Na análise, o autor menciona a semelhança entre os chamados Black Blocs - a turba de baderneiros sem noção que tomou conta das legítimas manifestações populares desde junho - e os outros que surgiram entre os "sonháticos" da ex-quase-freira, agora missionária evangélica seringalista, que quer por que quer ser presidente do Brasil mais primitivo.
É boa leitura para esta sexta feira...
Os black blocs sem máscara
Wanderley Guilherme dos Santos
Lei da Selva une black blocs e neoliberais
Um leitor bem humorado de Paulo Henrique Amorim, do Conversa
Afiada, sugeriu a aproximação entre os blackbocs mascarados que
atormentam a cidade e os economistas da pré candidata Marina Silva.
Estes seriam, pela ideologia, blackblocs sem máscara. O exagero normal
de piadas não deixa de ter fundamento, neste caso, na convergência real
entre ideais confessos de uns e ações delinquentes de outros.
Mascarados e sem máscara, ou desmascarados, são contra tudo que
está aí. Sendo o país altamente complexo em sua produção material, vida
associativa e política, “tudo que está aí” é muita coisa para ser
conhecida e avaliada no atacado. A menos, deve ser reconhecido, que os
juízes estejam possuídos por estereótipos bebidos em fundamentalismos
religiosos ou ideológicos. Embora rezando por bíblias diferentes, não há
dúvida que blackblocs mascarados e sem máscara confraternizam no credo
essencial.
Pelo passado de uns, os desmascarados, e presente de outros, os
blackblocs mascarados, todos têm por objetivo o desmanche do patrimônio
público, seja por destruição material direta, seja por supressão legal
ou, ainda, por alienação a terceiros. A variação e bom gosto no modo de
vestir dos sem máscara, em contraste com o militarizado uniforme negro
dos mascarados, não disfarça a hostilidade à propriedade pública que
compartilham. Com ou sem máscara são todos destrutivos blackblocs.
A mídia tradicional e as redes sociais funcionam como atraentes
espelhos das manifestações de violência verbal, escrita ou de
comportamento. Exibicionistas, anunciam onde vão agir pela força de paus
e pedras ou pela compulsão das leis que pretendem elaborar. Discrição e
modéstia não fazem parte do cardápio de moral e cívica desses
autoritários em disponibilidade.
Entre as convergências avulta a doentia incapacidade de organizar
algo construtivo. São parasitas dos movimentos sociais. Não se conhece
uma instituição de defesa de coletividades que tenham criado. Mas estão
sempre presentes no aproveitamento das atividades e organizações de
construtores sociais, sugando-lhes a fama, a energia ou os propósitos.
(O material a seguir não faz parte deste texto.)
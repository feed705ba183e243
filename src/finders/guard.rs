use crate::core::{Result, StoreError};
use std::future::Future;
use tokio_util::sync::CancellationToken;

/// Run an adapter future unless `token` is cancelled first.
///
/// A future that settles after its store or record was torn down has its
/// output dropped: the caller gets `Cancelled` and applies nothing.
pub(crate) async fn guard<F, T>(token: &CancellationToken, operation: &str, future: F) -> Result<T>
where
    F: Future<Output = T>,
{
    let output = tokio::select! {
        biased;
        _ = token.cancelled() => None,
        output = future => Some(output),
    };
    match output {
        Some(output) if !token.is_cancelled() => Ok(output),
        _ => {
            log::debug!("discarding '{}' result: owner was destroyed", operation);
            Err(StoreError::Cancelled(operation.to_string()))
        }
    }
}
Foi o que fizeram em tempos idos, os sem máscara, com as empresas
estatais criadas com os recursos e sacrifício da população. E voltariam a
fazê-lo se lhes fosse concedida outra oportunidade. Não facilitaram a
emergência de ações coletivas, empreitada sempre difícil e não raro
cheia de perigos. Mas os mascarados se aproveitam das naturais e
legítimas mobilizações dos setores mais carentes para sugá-los e macular
os propósitos de suas paradas e manifestações.
Desprezam as instituições de representação popular (sindicais,
políticas, pacificamente reivindicatórias) a elas dirigindo permanente
crítica difamatória e humilhante, no que são coadjuvados pela imprensa
blackbloc, muito mais do que marrom. Pontificam nas colunas
jornalísticas os acometidos de dandismo intelectual, cheios de si pela
ausência de contraditório que lhes devolveria a altura própria. Esnobes,
só conversam entre si e acham lindas, exemplos de “democratização da
democracia” (redundância charlatanesca), as tentativas selvagens de
invasão de assembléias legislativas.
Finalmente, o anarquismo cruzado em benefício próprio. Face às
tensões entre interesses populares e mercado, são radicalmente contra a
regulação do Estado nos conflitos da sociedade (blackblocs mascarados) e
no funcionamento a mãos livres do mercado (blackblocs desmascarados).
Há muito mais parentesco entre os blackblocs mascarados e os sem
máscara do que é capaz de imaginar o inocente bom humor de observadores.
Daria uma narrativa interessante fantasiar o que aconteceria em uma
comunidade submetida à ideologia e à ação desses primos em barbárie. Os
dois grupos, enjaulados, provariam da própria medicina.